# AWL Befehle



## The Big B. (7 Mai 2008)

Hallo,
ich habe noch nicht so viel Erfahrung mit der SPS Programmierung und habe bislang immer alles in FUP programmiert. Vor ein paar Tagen sollte ich eine kleine Änderung in einem Programm machen was komplett in AWL geschrieben war, habs auch hinbekommen aber nun zu meiner Frage.
Hat jemand zufällig ne Tabelle oder irgendetwas wo alle AWL Befehle mit erklärung aufgelistet sind?

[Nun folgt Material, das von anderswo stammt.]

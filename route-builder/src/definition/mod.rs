//! Route definitions.

use std::fmt::{self, Display};

use http::Method;
use indexmap::IndexMap;
use itertools::Itertools;
use serde::{Serialize, Serializer};

mod convenience;
pub mod keys;
mod option;
mod path;

pub use convenience::Join;
pub use option::{OptionValue, ParameterConverters};

/// The metadata of a single route.
///
/// A definition is bound to its path template for its whole life. Everything else only grows or
/// gets overwritten: nothing is ever removed.
///
/// All setters return the definition itself, so calls can be chained:
///
/// ```rust
/// use route_builder::RouteDefinition;
///
/// let mut route = RouteDefinition::new("/node/{node}");
/// route
///     .accepts_get()
///     .controller_method("NodeController", "view")
///     .requires_any_permission(["access content", "administer nodes"])
///     .set_parameter_converter("node", "entity:node");
///
/// assert_eq!(route.default("_controller"), Some("NodeController::view"));
/// assert_eq!(
///     route.requirement("_permission"),
///     Some("access content+administer nodes")
/// );
/// ```
#[derive(Debug, Clone, PartialEq, Eq, Serialize)]
pub struct RouteDefinition {
    path: String,

    #[serde(serialize_with = "serialize_methods")]
    methods: Vec<Method>,

    defaults: IndexMap<String, String>,
    requirements: IndexMap<String, String>,
    options: IndexMap<String, OptionValue>,

    /// Ignore methods that were already accepted.
    #[serde(skip)]
    deduplicate_methods: bool,
}

fn serialize_methods<S: Serializer>(methods: &[Method], serializer: S) -> Result<S::Ok, S::Error> {
    serializer.collect_seq(methods.iter().map(Method::as_str))
}

impl RouteDefinition {
    /// Create a new definition for the specified path template.
    pub fn new(path: impl Into<String>) -> Self {
        Self {
            path: path.into(),
            methods: Vec::new(),
            defaults: IndexMap::new(),
            requirements: IndexMap::new(),
            options: IndexMap::new(),
            deduplicate_methods: false,
        }
    }

    /// Skip methods that are already accepted instead of accepting them twice.
    pub(crate) fn with_deduplicated_methods(mut self, deduplicate_methods: bool) -> Self {
        self.deduplicate_methods = deduplicate_methods;
        self
    }

    /// The path template.
    pub fn path(&self) -> &str {
        &self.path
    }

    /// The names of the `{param}` placeholders of the path template, in order.
    pub fn path_parameters(&self) -> Vec<&str> {
        path::placeholders(&self.path).collect()
    }

    /// The accepted methods, in the order they were added.
    pub fn methods(&self) -> &[Method] {
        &self.methods
    }

    pub fn defaults(&self) -> &IndexMap<String, String> {
        &self.defaults
    }

    pub fn requirements(&self) -> &IndexMap<String, String> {
        &self.requirements
    }

    pub fn options(&self) -> &IndexMap<String, OptionValue> {
        &self.options
    }

    /// Replace the accepted methods.
    pub fn set_methods(&mut self, methods: impl IntoIterator<Item = Method>) -> &mut Self {
        self.methods.clear();

        for method in methods {
            self.add_method(method);
        }

        self
    }

    /// Accept one more method.
    ///
    /// The method is appended as-is, even if it was already accepted, unless the definition was
    /// created by a registry configured to deduplicate methods.
    pub fn add_method(&mut self, method: Method) -> &mut Self {
        if self.deduplicate_methods && self.methods.contains(&method) {
            return self;
        }

        self.methods.push(method);
        self
    }

    /// Set a default value.
    pub fn set_default(&mut self, key: impl Into<String>, value: impl Into<String>) -> &mut Self {
        self.defaults.insert(key.into(), value.into());
        self
    }

    /// Get a default value.
    pub fn default(&self, key: &str) -> Option<&str> {
        self.defaults.get(key).map(String::as_str)
    }

    /// Set a requirement.
    pub fn set_requirement(
        &mut self,
        key: impl Into<String>,
        value: impl Into<String>,
    ) -> &mut Self {
        self.requirements.insert(key.into(), value.into());
        self
    }

    /// Get a requirement.
    pub fn requirement(&self, key: &str) -> Option<&str> {
        self.requirements.get(key).map(String::as_str)
    }

    /// Set an option.
    pub fn set_option(&mut self, key: impl Into<String>, value: impl Into<OptionValue>) -> &mut Self {
        self.options.insert(key.into(), value.into());
        self
    }

    /// Get an option.
    pub fn option(&self, key: &str) -> Option<&OptionValue> {
        self.options.get(key)
    }

    /// Append an authentication mechanism to the `_auth` option.
    ///
    /// Mechanisms keep their insertion order and are never deduplicated.
    pub fn add_auth_mechanism(&mut self, name: impl Into<String>) -> &mut Self {
        let name = name.into();

        match self.options.get_mut(keys::AUTH) {
            Some(OptionValue::List(mechanisms)) => mechanisms.push(name),
            _ => {
                self.options
                    .insert(keys::AUTH.to_owned(), OptionValue::List(vec![name]));
            }
        }

        self
    }

    /// Set the converter of a path parameter in the `parameters` option.
    ///
    /// A converter set for the same parameter earlier is replaced. Converters of the other
    /// parameters are left untouched.
    pub fn set_parameter_converter(
        &mut self,
        parameter: impl Into<String>,
        converter: impl Into<String>,
    ) -> &mut Self {
        let parameter = parameter.into();

        self.warn_if_not_a_path_parameter(&parameter, "parameter converter");

        match self.options.get_mut(keys::PARAMETERS) {
            Some(OptionValue::Parameters(converters)) => {
                converters.set(parameter, converter);
            }
            _ => {
                let mut converters = ParameterConverters::new();
                converters.set(parameter, converter);

                self.options
                    .insert(keys::PARAMETERS.to_owned(), converters.into());
            }
        }

        self
    }

    /// Get the parameter converters, if any were set.
    pub fn parameter_converters(&self) -> Option<&ParameterConverters> {
        self.option(keys::PARAMETERS)
            .and_then(OptionValue::as_parameters)
    }

    /// Get the authentication mechanisms, if any were set.
    pub fn auth_mechanisms(&self) -> Option<&[String]> {
        self.option(keys::AUTH).and_then(OptionValue::as_list)
    }

    fn warn_if_not_a_path_parameter(&self, parameter: &str, what: &str) {
        if !path::placeholders(&self.path).any(|name| name == parameter) {
            tracing::warn!(
                "Setting a {what} for `{parameter}`, which is not a parameter of path `{}`.",
                self.path
            );
        }
    }
}

impl Display for RouteDefinition {
    fn fmt(&self, f: &mut fmt::Formatter<'_>) -> fmt::Result {
        if self.methods.is_empty() {
            write!(f, "ANY {}", self.path)
        } else {
            write!(f, "{} {}", self.methods.iter().join("|"), self.path)
        }
    }
}

#[cfg(test)]
mod tests {
    use super::*;

    #[test]
    fn test_add_method_keeps_order_and_duplicates() {
        let mut route = RouteDefinition::new("/");
        route
            .add_method(Method::GET)
            .add_method(Method::PATCH)
            .add_method(Method::PUT)
            .add_method(Method::PATCH);

        assert_eq!(
            route.methods(),
            &[Method::GET, Method::PATCH, Method::PUT, Method::PATCH]
        );
    }

    #[test]
    fn test_add_method_deduplicated() {
        let mut route = RouteDefinition::new("/").with_deduplicated_methods(true);
        route
            .add_method(Method::GET)
            .add_method(Method::GET)
            .add_method(Method::POST);

        assert_eq!(route.methods(), &[Method::GET, Method::POST]);
    }

    #[test]
    fn test_set_methods_replaces() {
        let mut route = RouteDefinition::new("/");
        route.add_method(Method::GET);
        route.set_methods([Method::POST, Method::DELETE]);

        assert_eq!(route.methods(), &[Method::POST, Method::DELETE]);
    }

    #[test]
    fn test_generic_accessors() {
        let mut route = RouteDefinition::new("/");

        assert_eq!(route.default("anything"), None);
        assert_eq!(route.requirement("anything"), None);
        assert_eq!(route.option("anything"), None);

        route
            .set_default("anything", "a")
            .set_requirement("anything", "b")
            .set_option("anything", "c")
            .set_default("anything", "d");

        assert_eq!(route.default("anything"), Some("d"));
        assert_eq!(route.requirement("anything"), Some("b"));
        assert_eq!(route.option("anything"), Some(&OptionValue::from("c")));
    }

    #[test]
    fn test_add_auth_mechanism() {
        let mut route = RouteDefinition::new("/");
        assert_eq!(route.auth_mechanisms(), None);

        route
            .add_auth_mechanism("basic_auth")
            .add_auth_mechanism("cookie")
            .add_auth_mechanism("basic_auth");

        assert_eq!(
            route.auth_mechanisms(),
            Some(&["basic_auth".to_owned(), "cookie".to_owned(), "basic_auth".to_owned()][..])
        );
    }

    #[test]
    fn test_add_auth_mechanism_replaces_non_list() {
        let mut route = RouteDefinition::new("/");
        route.set_option(keys::AUTH, "basic_auth").add_auth_mechanism("cookie");

        assert_eq!(route.auth_mechanisms(), Some(&["cookie".to_owned()][..]));
    }

    #[test]
    fn test_set_parameter_converter() {
        let mut route = RouteDefinition::new("/page/{node}/{another_param}");
        assert_eq!(route.parameter_converters(), None);

        route.set_parameter_converter("node", "entity:node");
        route.set_parameter_converter("another_param", "another_converter");
        route.set_parameter_converter("node", "entity:media");

        let converters = route.parameter_converters().unwrap();
        assert_eq!(converters.len(), 2);
        assert_eq!(converters.get("node"), Some("entity:media"));
        assert_eq!(converters.get("another_param"), Some("another_converter"));
    }

    #[test]
    fn test_path_parameters() {
        let route = RouteDefinition::new("/page/{node}/{another_param}");

        assert_eq!(route.path_parameters(), vec!["node", "another_param"]);
    }

    #[test]
    fn test_display() {
        let mut route = RouteDefinition::new("/node/{node}");
        insta::assert_snapshot!(route, @"ANY /node/{node}");

        route.add_method(Method::GET).add_method(Method::POST);
        insta::assert_snapshot!(route, @"GET|POST /node/{node}");
    }
}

Gibt es überhaupt noch mehr als die Standartbefehle wie Und, Oder, Laden, Transferieren, Setzen, Rücksetzten, Zeiten, Vergleicher und Rechenoperationen?
Danke schonmal im Vorraus.


----------



## marlob (7 Mai 2008)

Anweisungsliste (AWL) für S7-300/400


The Big B. schrieb:


> ...Gibt es überhaupt noch mehr als die Standartbefehle wie Und, Oder, Laden, Transferieren, Setzen, Rücksetzten, Zeiten, Vergleicher und Rechenoperationen?
> Danke schonmal im Vorraus.


Ja, gibt es, siehe pdf-file wenn du dem Link folgst


----------



## vierlagig (7 Mai 2008)

da hätten wir einmal

das *Handbuch Anweisungsliste (AWL) für S7-300/400*

die *Operationsliste S7-300 CPU - Daten  CPUs 312 IFM bis 318-2 DP

*die *Operationsliste S7-400 CPU 412, 414, 416, 417

*und das sehr beliebte drücken von *F1*


----------